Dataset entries
────────────────────────────────────────

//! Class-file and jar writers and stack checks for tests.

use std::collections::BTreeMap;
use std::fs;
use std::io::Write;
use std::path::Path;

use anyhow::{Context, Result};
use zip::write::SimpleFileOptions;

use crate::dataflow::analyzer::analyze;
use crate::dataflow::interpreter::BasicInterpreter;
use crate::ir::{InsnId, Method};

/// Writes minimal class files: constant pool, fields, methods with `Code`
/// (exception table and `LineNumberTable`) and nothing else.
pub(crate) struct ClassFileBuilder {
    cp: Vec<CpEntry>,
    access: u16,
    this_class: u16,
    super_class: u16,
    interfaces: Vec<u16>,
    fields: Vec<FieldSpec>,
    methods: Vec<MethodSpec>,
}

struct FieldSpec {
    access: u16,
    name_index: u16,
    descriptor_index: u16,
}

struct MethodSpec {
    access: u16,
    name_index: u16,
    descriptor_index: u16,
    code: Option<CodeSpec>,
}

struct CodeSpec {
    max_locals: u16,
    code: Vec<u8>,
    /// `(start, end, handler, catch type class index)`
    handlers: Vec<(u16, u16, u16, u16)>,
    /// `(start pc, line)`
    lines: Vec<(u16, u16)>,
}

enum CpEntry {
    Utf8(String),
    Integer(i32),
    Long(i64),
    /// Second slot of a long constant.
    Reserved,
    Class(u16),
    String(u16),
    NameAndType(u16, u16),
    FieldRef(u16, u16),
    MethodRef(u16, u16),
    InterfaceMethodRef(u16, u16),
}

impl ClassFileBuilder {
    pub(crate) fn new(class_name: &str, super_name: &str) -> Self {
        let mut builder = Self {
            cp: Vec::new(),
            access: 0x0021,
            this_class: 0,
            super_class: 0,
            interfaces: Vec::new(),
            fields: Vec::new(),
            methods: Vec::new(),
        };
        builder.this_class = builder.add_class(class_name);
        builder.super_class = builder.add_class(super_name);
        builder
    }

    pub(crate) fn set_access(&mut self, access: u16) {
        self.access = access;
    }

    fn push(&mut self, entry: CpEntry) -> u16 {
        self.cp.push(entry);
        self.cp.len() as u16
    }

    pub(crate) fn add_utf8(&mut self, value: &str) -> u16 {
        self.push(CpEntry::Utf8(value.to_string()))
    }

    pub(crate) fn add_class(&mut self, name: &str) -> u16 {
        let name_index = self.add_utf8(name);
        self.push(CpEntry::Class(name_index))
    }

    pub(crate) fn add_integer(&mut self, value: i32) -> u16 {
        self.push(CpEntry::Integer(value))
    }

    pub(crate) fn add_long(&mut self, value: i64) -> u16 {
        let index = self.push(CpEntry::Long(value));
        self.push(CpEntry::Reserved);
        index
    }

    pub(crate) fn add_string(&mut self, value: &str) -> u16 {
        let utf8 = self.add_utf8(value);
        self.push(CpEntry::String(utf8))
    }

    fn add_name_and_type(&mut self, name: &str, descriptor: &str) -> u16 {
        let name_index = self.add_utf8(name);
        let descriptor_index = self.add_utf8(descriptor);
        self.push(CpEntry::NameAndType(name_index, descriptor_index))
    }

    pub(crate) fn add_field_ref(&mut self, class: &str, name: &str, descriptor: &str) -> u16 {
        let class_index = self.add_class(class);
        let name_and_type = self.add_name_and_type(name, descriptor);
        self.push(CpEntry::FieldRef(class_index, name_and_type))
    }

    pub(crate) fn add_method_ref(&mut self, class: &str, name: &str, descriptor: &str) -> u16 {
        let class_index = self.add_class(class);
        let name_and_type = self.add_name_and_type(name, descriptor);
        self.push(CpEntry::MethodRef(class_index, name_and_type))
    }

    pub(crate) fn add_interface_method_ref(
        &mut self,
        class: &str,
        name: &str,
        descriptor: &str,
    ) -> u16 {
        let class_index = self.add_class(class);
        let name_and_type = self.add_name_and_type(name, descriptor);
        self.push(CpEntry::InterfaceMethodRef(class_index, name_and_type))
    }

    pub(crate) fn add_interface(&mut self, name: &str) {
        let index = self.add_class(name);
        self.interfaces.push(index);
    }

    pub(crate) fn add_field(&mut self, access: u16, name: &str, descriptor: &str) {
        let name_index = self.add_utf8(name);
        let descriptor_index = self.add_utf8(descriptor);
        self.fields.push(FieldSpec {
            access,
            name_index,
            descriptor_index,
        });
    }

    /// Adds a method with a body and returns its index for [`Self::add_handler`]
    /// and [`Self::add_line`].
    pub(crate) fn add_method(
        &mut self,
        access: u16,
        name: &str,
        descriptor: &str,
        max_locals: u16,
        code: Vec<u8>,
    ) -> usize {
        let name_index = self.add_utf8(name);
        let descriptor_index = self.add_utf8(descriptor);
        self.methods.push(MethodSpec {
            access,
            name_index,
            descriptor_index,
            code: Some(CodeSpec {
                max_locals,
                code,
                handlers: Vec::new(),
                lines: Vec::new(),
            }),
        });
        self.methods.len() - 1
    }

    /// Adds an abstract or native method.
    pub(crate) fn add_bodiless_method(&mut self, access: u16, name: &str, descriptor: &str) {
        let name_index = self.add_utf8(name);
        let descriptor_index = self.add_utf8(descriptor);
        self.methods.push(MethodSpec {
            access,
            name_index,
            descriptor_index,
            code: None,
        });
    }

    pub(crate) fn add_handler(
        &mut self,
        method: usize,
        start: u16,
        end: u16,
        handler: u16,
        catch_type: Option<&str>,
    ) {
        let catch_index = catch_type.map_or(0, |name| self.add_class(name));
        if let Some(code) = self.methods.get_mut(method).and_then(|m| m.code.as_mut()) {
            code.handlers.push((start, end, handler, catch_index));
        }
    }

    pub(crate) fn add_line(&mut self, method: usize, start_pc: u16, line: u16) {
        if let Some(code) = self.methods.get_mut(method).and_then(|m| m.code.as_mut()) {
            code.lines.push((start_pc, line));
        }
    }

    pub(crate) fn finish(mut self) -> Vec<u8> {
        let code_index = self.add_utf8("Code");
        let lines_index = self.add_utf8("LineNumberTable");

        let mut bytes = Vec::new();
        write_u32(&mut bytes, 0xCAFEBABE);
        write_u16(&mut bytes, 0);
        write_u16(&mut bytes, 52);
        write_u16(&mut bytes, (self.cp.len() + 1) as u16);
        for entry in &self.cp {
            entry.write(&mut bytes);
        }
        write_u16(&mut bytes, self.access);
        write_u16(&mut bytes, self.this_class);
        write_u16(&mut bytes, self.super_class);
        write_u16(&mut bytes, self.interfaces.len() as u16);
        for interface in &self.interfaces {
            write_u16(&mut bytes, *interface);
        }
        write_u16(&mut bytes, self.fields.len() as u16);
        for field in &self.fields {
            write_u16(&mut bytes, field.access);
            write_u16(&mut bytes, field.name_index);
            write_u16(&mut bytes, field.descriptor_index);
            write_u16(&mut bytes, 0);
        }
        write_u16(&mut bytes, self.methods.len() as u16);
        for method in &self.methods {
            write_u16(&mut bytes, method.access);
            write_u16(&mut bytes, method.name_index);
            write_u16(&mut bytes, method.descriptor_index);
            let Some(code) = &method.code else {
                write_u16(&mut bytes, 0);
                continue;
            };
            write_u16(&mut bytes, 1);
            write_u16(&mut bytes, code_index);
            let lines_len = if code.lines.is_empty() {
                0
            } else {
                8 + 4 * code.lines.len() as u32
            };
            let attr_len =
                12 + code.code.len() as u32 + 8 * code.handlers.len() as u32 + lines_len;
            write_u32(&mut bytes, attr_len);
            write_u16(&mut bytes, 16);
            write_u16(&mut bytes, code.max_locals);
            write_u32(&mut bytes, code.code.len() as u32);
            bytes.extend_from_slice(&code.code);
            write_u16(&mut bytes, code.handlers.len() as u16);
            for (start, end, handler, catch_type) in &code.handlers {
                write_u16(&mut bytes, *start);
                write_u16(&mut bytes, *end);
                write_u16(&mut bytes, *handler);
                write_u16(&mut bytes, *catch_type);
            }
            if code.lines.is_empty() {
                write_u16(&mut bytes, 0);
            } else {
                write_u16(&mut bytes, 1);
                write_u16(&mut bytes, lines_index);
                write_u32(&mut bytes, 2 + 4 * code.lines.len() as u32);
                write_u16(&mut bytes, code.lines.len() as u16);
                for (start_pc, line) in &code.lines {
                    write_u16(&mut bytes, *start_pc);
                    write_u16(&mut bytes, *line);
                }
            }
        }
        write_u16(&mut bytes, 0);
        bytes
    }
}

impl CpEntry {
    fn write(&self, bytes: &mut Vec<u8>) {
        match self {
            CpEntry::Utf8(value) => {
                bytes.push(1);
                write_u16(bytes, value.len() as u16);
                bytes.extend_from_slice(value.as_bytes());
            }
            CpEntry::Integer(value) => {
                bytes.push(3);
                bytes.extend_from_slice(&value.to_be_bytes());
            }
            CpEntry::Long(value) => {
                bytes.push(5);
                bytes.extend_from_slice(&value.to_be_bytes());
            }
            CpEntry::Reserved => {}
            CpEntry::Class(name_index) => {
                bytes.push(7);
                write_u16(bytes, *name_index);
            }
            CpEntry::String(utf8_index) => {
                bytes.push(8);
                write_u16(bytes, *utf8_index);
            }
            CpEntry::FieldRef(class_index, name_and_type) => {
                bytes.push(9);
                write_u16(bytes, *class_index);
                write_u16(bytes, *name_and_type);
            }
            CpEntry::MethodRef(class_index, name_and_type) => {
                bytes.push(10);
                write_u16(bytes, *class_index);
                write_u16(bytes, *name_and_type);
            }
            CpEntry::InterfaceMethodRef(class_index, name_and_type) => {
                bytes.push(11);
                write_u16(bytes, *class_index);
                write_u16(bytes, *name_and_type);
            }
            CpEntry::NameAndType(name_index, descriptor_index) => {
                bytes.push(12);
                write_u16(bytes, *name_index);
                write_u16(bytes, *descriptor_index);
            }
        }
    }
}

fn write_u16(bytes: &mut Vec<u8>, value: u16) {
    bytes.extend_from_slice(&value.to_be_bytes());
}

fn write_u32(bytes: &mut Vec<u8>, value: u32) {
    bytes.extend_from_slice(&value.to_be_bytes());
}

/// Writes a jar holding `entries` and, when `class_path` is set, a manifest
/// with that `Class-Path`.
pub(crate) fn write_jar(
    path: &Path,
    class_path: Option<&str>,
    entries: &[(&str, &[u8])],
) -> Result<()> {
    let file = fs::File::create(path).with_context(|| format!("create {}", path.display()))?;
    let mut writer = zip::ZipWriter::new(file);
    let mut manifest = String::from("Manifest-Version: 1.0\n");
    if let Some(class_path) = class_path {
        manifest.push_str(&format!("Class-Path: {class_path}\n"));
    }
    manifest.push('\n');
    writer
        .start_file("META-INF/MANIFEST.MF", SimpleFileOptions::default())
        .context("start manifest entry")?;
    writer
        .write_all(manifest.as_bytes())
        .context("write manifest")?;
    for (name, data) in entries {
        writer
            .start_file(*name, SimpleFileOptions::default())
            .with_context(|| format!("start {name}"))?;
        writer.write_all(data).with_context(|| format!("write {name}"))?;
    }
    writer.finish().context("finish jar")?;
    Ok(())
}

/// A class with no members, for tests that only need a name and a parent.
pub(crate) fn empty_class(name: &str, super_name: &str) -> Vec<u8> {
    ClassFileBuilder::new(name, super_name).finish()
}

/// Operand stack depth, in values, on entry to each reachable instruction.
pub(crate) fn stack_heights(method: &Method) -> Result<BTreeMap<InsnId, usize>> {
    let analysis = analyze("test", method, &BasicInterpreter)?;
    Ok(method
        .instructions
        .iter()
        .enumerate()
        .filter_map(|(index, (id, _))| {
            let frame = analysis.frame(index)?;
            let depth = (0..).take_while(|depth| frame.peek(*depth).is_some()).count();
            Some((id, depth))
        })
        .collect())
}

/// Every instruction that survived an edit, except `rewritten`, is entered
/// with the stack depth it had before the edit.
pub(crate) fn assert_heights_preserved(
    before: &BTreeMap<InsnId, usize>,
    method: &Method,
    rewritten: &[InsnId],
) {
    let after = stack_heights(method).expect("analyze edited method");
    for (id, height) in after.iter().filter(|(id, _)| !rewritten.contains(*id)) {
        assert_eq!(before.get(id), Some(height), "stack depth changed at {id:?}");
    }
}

────────────────────────────────────────

■ What is required ■
Print, exactly as written, the first line of the records above and each line after it until the line with "handler, catch type", which is printed too.

■ Response area ■
//! Class-file and jar writers and stack checks for tests.

use std::collections::BTreeMap;
use std::fs;
use std::io::Write;
use std::path::Path;

use anyhow::{Context, Result};
use zip::write::SimpleFileOptions;

use crate::dataflow::analyzer::analyze;
use crate::dataflow::interpreter::BasicInterpreter;
use crate::ir::{InsnId, Method};

/// Writes minimal class files: constant pool, fields, methods with `Code`
/// (exception table and `LineNumberTable`) and nothing else.
pub(crate) struct ClassFileBuilder {
    cp: Vec<CpEntry>,
    access: u16,
    this_class: u16,
    super_class: u16,
    interfaces: Vec<u16>,
    fields: Vec<FieldSpec>,
    methods: Vec<MethodSpec>,
}

struct FieldSpec {
    access: u16,
    name_index: u16,
    descriptor_index: u16,
}

struct MethodSpec {
    access: u16,
    name_index: u16,
    descriptor_index: u16,
    code: Option<CodeSpec>,
}

struct CodeSpec {
    max_locals: u16,
    code: Vec<u8>,
    /// `(start, end, handler, catch type class index)`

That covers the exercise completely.